To reiterate, this is a heavy film. It builds its tone with vivid cinematography and a hip ear for music, but it loses some traction as its characters slide into a certain, somewhat humourless, unreality (I’m trying very hard to not call it a quirky indie film. Polley is better than that). Lou and Margot live happily, but then, when she meets Daniel, it is as if a lost piece of a puzzle has been found and replaced. Suddenly, the tiny seams in Margot’s life begin to show and chaff against her.
Flexing his dramatic acting muscles, Rogen presses as much as he can. He is fantastic at generating a certain kind of sympathy, the sad hang dog dope just looking for a safe embrace, but anger eludes him. His Lou is a character of almost child-like devotion. Kirby, on the other hand, is stuck playing something of a cipher. In fact, Daniel is essentially the male equivalent of the Manic Pixie Dream girl. He pulls a rickshaw, paints as a hobby, and has no problem finding all sorts of awesome apartments in the city to rent. Their characters are obvious opposites, both offering perhaps a different type of love.
It should be noted that yes, I felt compelled to watch this movie and write about it because Toronto gets a starring role. I admit to deriving a weird dissociative pleasure from recognizing the familiar places of my city. Really, I can’t imagine what it’s like for people from New York or LA or Paris. I can’t recall an instance on film of Toronto being so lovingly photographed (though, Lord knows, Atom Egoyan has tried). Kensington in the morning, Trinity-Bellwoods Park in the afternoon, Little Italy at night. The joy of these simple scenes can even get me to overlook the creative geography used as the starring couple arrive at the Royal Cinema on College from the east, despite allegedly living at Queen/Dufferin. But no matter!
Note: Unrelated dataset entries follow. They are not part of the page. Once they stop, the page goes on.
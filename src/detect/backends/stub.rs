use std::collections::VecDeque;

use anyhow::Result;

use crate::detect::backend::{DetectionParams, FaceDetector};
use crate::detect::result::Region;
use crate::frame::GrayImage;

/// Minimum peak intensity for the threshold mode to report a patch.
const PATCH_THRESHOLD: u8 = 200;

/// Stub backend for tests and synthetic runs.
///
/// Two modes:
/// - scripted: returns queued region lists, one per call, then empty lists;
/// - threshold: reports the bounding box of the brightest pixels as a single
///   face, provided the peak reaches `PATCH_THRESHOLD`.
pub struct StubDetector {
    mode: StubMode,
    calls: u64,
}

enum StubMode {
    Scripted(VecDeque<Vec<Region>>),
    Threshold,
}

impl StubDetector {
    /// Detector that replays `script`, one entry per `detect` call.
    pub fn scripted(script: impl IntoIterator<Item = Vec<Region>>) -> Self {
        Self {
            mode: StubMode::Scripted(script.into_iter().collect()),
            calls: 0,
        }
    }

    /// Detector that finds the bright patch drawn by the synthetic source.
    pub fn threshold() -> Self {
        Self {
            mode: StubMode::Threshold,
            calls: 0,
        }
    }

    pub fn calls(&self) -> u64 {
        self.calls
    }
}

impl Default for StubDetector {
    fn default() -> Self {
        Self::threshold()
    }
}

impl FaceDetector for StubDetector {
    fn name(&self) -> &'static str {
        "stub"
    }

    fn detect(&mut self, image: &GrayImage, params: &DetectionParams) -> Result<Vec<Region>> {
        self.calls += 1;
        match &mut self.mode {
            StubMode::Scripted(script) => Ok(script.pop_front().unwrap_or_default()),
            StubMode::Threshold => Ok(bright_patch(image)
                .filter(|r| r.width >= params.min_size && r.height >= params.min_size)
                .into_iter()
                .collect()),
        }
    }
}

fn bright_patch(image: &GrayImage) -> Option<Region> {
    let peak = image.as_bytes().iter().copied().max()?;
    if peak < PATCH_THRESHOLD {
        return None;
    }

    let mut min_x = u32::MAX;
    let mut min_y = u32::MAX;
    let mut max_x = 0;
    let mut max_y = 0;
    let mut found = false;

    for y in 0..image.height() {
        for x in 0..image.width() {
            if image.get(x, y) == peak {
                found = true;
                min_x = min_x.min(x);
                min_y = min_y.min(y);
                max_x = max_x.max(x);
                max_y = max_y.max(y);
            }
        }
    }

    found.then(|| {
        Region::new(
            min_x as i32,
            min_y as i32,
            (max_x - min_x + 1) as i32,
            (max_y - min_y + 1) as i32,
        )
    })
}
The heart of the film, as you would expect, is Michelle Williams’ Margot. She dances so carefully in the frame. Her eyes suggest multitudes, absorbing everything, casting glances. A sequence on the Scrambler on Centre Island crystallizes exactly why she is perfect for the role. The ride moves along its prescribed path, the music blasting, the lights strobing, and her eyes move from delight, to caution, to acceptance, to… something. The lights come on, the ride ends, and you sink with her into an undefinable despondency. It is as moving a sequence you’ll see on film this year (especially for one that is playing Video Killed the Radio Star in the background). Williams fosters such empathy, connecting the audience with a woman who essentially is trying to talk herself into cheating on her husband. It is the key to the entire film.
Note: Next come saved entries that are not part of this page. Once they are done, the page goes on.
//! Frame ingestion sources.
//!
//! This module provides the sources the measurement loop reads from:
//! - Local cameras by index or `/dev/videoN` (feature: backend-opencv)
//! - Still images, a single file or a directory played once in name order
//! - Synthetic `stub://` scenes (testing, demos)
//! - Scripted in-memory frames (testing)
//!
//! A source hands out one `Frame` per call. Any failure, including the end of
//! a finite stream, is reported as a `CaptureError` and ends the session.

#[cfg(feature = "backend-opencv")]
pub mod camera;
pub mod scripted;
pub mod still;
pub mod synthetic;

use anyhow::anyhow;
use thiserror::Error;

use crate::frame::Frame;

#[cfg(feature = "backend-opencv")]
pub use camera::CameraSource;
pub use scripted::ScriptedSource;
pub use still::StillSource;
pub use synthetic::SyntheticSource;

pub const DEFAULT_WIDTH: u32 = 640;
pub const DEFAULT_HEIGHT: u32 = 480;
pub const DEFAULT_SYNTHETIC_FRAMES: u64 = 300;

#[derive(Debug, Error)]
pub enum CaptureError {
    #[error("failed to open video source {uri:?}")]
    Open { uri: String },
    #[error("end of stream after {frames} frames")]
    EndOfStream { frames: u64 },
    #[error("frame read failed: {0}")]
    Read(String),
    #[error(transparent)]
    Other(#[from] anyhow::Error),
}

/// Configuration for a frame source.
#[derive(Clone, Debug, PartialEq)]
pub struct SourceConfig {
    /// Camera index, `/dev/videoN`, `stub://name`, or a local image path.
    pub uri: String,
    /// Requested capture width (camera hint, synthetic frame size).
    pub width: u32,
    /// Requested capture height (camera hint, synthetic frame size).
    pub height: u32,
    /// Frames a synthetic source yields before reporting end of stream.
    pub frames: u64,
}

impl Default for SourceConfig {
    fn default() -> Self {
        Self {
            uri: "0".to_string(),
            width: DEFAULT_WIDTH,
            height: DEFAULT_HEIGHT,
            frames: DEFAULT_SYNTHETIC_FRAMES,
        }
    }
}

/// Statistics for a frame source.
#[derive(Clone, Debug, PartialEq, Eq)]
pub struct SourceStats {
    pub frames_captured: u64,
    pub uri: String,
}

/// Blocking, synchronous frame source.
pub trait FrameSource {
    /// Capture the next frame. Errors are fatal for the session.
    fn next_frame(&mut self) -> Result<Frame, CaptureError>;

    fn stats(&self) -> SourceStats;
}

impl<S: FrameSource + ?Sized> FrameSource for Box<S> {
    fn next_frame(&mut self) -> Result<Frame, CaptureError> {
        (**self).next_frame()
    }

    fn stats(&self) -> SourceStats {
        (**self).stats()
    }
}

/// Open the source named by `config.uri`.
pub fn open_source(config: &SourceConfig) -> Result<Box<dyn FrameSource>, CaptureError> {
    let uri = config.uri.trim();
    if uri.is_empty() {
        return Err(CaptureError::Other(anyhow!("source uri must not be empty")));
    }
    if uri.starts_with("stub://") {
        return Ok(Box::new(SyntheticSource::new(config.clone())));
    }
    if let Some(index) = parse_device_index(uri) {
        #[cfg(feature = "backend-opencv")]
        {
            return Ok(Box::new(CameraSource::open(index, config)?));
        }
        #[cfg(not(feature = "backend-opencv"))]
        {
            return Err(CaptureError::Other(anyhow!(
                "camera #{} requires the backend-opencv feature",
                index
            )));
        }
    }
    if uri.contains("://") {
        return Err(CaptureError::Open {
            uri: uri.to_string(),
        });
    }
    Ok(Box::new(StillSource::open(uri)?))
}

/// Parse a device index from `N` or `/dev/videoN`.
pub fn parse_device_index(uri: &str) -> Option<i32> {
    if let Ok(index) = uri.parse::<i32>() {
        return (index >= 0).then_some(index);
    }
    let stripped = uri.strip_prefix("/dev/video")?;
    if !stripped.is_empty() && stripped.chars().all(|c| c.is_ascii_digit()) {
        return stripped.parse::<i32>().ok();
    }
    None
}

#[cfg(test)]
mod tests {
    use super::*;

    #[test]
    fn parses_device_indices() {
        assert_eq!(parse_device_index("0"), Some(0));
        assert_eq!(parse_device_index("/dev/video2"), Some(2));
        assert_eq!(parse_device_index("/dev/video"), None);
        assert_eq!(parse_device_index("-1"), None);
        assert_eq!(parse_device_index("stub://cam"), None);
        assert_eq!(parse_device_index("faces/"), None);
    }

    #[test]
    fn opens_synthetic_source_for_stub_uri() {
        let config = SourceConfig {
            uri: "stub://bench".to_string(),
            width: 64,
            height: 48,
            frames: 2,
        };
        let mut source = open_source(&config).unwrap();
        let frame = source.next_frame().unwrap();
        assert_eq!((frame.width, frame.height), (64, 48));
        assert_eq!(source.stats().uri, "stub://bench");
    }

    #[test]
    fn rejects_empty_and_remote_uris() {
        let mut config = SourceConfig::default();
        config.uri = "  ".to_string();
        assert!(open_source(&config).is_err());
        config.uri = "rtsp://camera/stream".to_string();
        assert!(matches!(
            open_source(&config),
            Err(CaptureError::Open { .. })
        ));
    }

    #[test]
    fn missing_still_path_fails_to_open() {
        let mut config = SourceConfig::default();
        config.uri = "/nonexistent/facegauge/stills".to_string();
        assert!(open_source(&config).is_err());
    }
}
As the final third glides towards its conclusion, we enter into an almost dream-like state with time passing and feelings changing. Yes, perhaps love can make life zoom by even in the most mundane of times, however the film reminds us with some late-breaking plot developments from sister-in-law Sarah Silverman (whom I think has found her acting niche), that real life sometimes is a cold splash of water. The dreams of the different relationship, the different life, the knowing, can just as quickly dissolve. And as one older lady in the film comments: The new eventually becomes old.